Directions: Every line from the one that contains "std::future::pending::<()>().await;" to the end of the records must be restated word for word. No other line belongs in the answer.
------------------------------------------------------------------------
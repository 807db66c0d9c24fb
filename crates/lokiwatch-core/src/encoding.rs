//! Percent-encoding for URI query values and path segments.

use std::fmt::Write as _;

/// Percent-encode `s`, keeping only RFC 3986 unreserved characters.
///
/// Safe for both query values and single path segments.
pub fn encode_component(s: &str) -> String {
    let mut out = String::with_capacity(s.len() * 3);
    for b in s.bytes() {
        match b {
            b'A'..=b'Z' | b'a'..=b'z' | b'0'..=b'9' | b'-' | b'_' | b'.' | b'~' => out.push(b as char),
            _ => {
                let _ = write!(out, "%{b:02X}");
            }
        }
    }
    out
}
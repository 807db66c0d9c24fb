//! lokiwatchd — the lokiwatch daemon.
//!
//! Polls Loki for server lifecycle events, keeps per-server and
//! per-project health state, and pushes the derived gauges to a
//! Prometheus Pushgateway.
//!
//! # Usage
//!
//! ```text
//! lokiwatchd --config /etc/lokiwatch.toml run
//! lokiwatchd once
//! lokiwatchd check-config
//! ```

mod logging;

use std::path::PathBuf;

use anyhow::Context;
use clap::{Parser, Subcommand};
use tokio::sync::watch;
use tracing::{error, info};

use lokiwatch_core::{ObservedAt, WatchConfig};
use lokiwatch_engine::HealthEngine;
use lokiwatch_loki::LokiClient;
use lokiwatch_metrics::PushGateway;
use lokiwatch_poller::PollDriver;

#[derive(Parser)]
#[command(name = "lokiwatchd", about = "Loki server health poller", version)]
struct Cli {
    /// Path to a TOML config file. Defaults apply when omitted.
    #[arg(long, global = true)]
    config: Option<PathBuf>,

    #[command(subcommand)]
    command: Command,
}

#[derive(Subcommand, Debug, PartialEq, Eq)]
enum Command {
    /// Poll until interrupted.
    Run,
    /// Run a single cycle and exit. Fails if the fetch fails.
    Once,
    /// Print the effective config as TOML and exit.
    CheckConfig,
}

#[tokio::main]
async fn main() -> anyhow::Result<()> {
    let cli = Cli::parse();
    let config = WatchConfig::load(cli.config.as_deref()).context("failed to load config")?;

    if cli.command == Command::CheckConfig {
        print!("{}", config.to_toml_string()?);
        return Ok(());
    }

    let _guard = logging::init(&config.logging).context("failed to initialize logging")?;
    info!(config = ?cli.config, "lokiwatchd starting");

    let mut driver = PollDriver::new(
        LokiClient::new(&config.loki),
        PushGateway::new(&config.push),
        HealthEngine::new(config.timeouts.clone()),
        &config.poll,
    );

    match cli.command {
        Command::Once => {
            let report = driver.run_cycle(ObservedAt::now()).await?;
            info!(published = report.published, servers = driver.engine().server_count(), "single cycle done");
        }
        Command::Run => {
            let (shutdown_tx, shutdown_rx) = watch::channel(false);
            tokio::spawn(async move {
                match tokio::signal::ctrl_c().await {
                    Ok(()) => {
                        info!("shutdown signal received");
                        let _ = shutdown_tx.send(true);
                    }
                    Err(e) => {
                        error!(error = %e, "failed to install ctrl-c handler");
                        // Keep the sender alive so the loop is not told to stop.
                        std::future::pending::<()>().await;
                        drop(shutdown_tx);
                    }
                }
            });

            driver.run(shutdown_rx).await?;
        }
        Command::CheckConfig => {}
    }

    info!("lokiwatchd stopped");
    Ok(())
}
------------------------------------------------------------------------
Output:
                        std::future::pending::<()>().await;
                        drop(shutdown_tx);
                    }
                }
            });

            driver.run(shutdown_rx).await?;
        }
        Command::CheckConfig => {}
    }

    info!("lokiwatchd stopped");
    Ok(())
}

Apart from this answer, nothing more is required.